→ Dataset excerpts:
Segment Open
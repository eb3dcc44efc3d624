use url::Url;

use super::AppError;

/// CPU architecture a release DMG is built for.
#[derive(Debug, Clone, Copy, PartialEq, Eq)]
pub enum Arch {
    Arm64,
    Intel,
}

impl Arch {
    /// Suffix the bundler gives the DMG for this architecture.
    pub fn dmg_suffix(&self) -> &'static str {
        match self {
            Arch::Arm64 => "aarch64",
            Arch::Intel => "x64",
        }
    }
}

/// Static description of the cask being published.
#[derive(Debug, Clone, PartialEq, Eq)]
pub struct CaskProfile {
    pub token: &'static str,
    pub name: &'static str,
    pub desc: &'static str,
    pub homepage: &'static str,
    pub bundle_id: &'static str,
    pub app: &'static str,
    pub binary_target: &'static str,
    /// Prefix of the DMG file name, before `_<version>_<arch>.dmg`.
    pub dmg_prefix: &'static str,
}

/// The AI Review desktop app.
pub const AI_REVIEW: CaskProfile = CaskProfile {
    token: "ai-review",
    name: "AI Review",
    desc: "Desktop code review tool for AI-generated diffs",
    homepage: "https://github.com/mrmans0n/ai-review",
    bundle_id: "com.nacholopez.ai-review",
    app: "AI Review.app",
    binary_target: "air",
    dmg_prefix: "AI.Review",
};

impl CaskProfile {
    /// Base URL release assets are downloaded from, without a trailing slash.
    pub fn release_download_base(&self) -> Result<String, AppError> {
        let mut url = Url::parse(self.homepage).map_err(|e| {
            AppError::Template(format!("Invalid homepage '{}': {}", self.homepage, e))
        })?;
        url.path_segments_mut()
            .map_err(|_| {
                AppError::Template(format!("Homepage '{}' cannot be a base URL", self.homepage))
            })?
            .pop_if_empty()
            .extend(["releases", "download"]);
        Ok(url.as_str().trim_end_matches('/').to_string())
    }

    /// Download URL for `arch`, using the cask's own `#{version}` interpolation.
    ///
    /// The version is left to Homebrew so the URL line never changes between releases.
    pub fn download_url(&self, arch: Arch) -> Result<String, AppError> {
        Ok(format!(
            "{}/v#{{version}}/{}_#{{version}}_{}.dmg",
            self.release_download_base()?,
            self.dmg_prefix,
            arch.dmg_suffix()
        ))
    }

    /// Path of the CLI shim inside the installed app bundle.
    pub fn binary_source(&self) -> String {
        let exe = self.app.trim_end_matches(".app");
        format!("#{{appdir}}/{}/Contents/MacOS/{}", self.app, exe)
    }

    /// User data removed by `brew uninstall --zap`.
    pub fn zap_paths(&self) -> Vec<String> {
        vec![
            format!("~/Library/Application Support/{}", self.bundle_id),
            format!("~/Library/Caches/{}", self.bundle_id),
        ]
    }
}

#[cfg(test)]
mod tests {
    use super::*;

    #[test]
    fn release_base_extends_homepage() {
        assert_eq!(
            AI_REVIEW.release_download_base().unwrap(),
            "https://github.com/mrmans0n/ai-review/releases/download"
        );
    }

    #[test]
    fn download_urls_differ_per_arch() {
        let arm = AI_REVIEW.download_url(Arch::Arm64).unwrap();
        let intel = AI_REVIEW.download_url(Arch::Intel).unwrap();

        assert_eq!(
            arm,
            "https://github.com/mrmans0n/ai-review/releases/download/v#{version}/AI.Review_#{version}_aarch64.dmg"
        );
        assert!(intel.ends_with("AI.Review_#{version}_x64.dmg"));
    }

    #[test]
    fn binary_source_points_into_bundle() {
        assert_eq!(
            AI_REVIEW.binary_source(),
            "#{appdir}/AI Review.app/Contents/MacOS/AI Review"
        );
    }

    #[test]
    fn zap_paths_use_bundle_id() {
        let paths = AI_REVIEW.zap_paths();
        assert_eq!(paths.len(), 2);
        assert!(paths.iter().all(|p| p.ends_with("com.nacholopez.ai-review")));
    }
}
Segment Closed
→ What is expected:
Could you copy every line from the records that has "PartialEq" in it?

→ Task response:
#[derive(Debug, Clone, Copy, PartialEq, Eq)]
#[derive(Debug, Clone, PartialEq, Eq)]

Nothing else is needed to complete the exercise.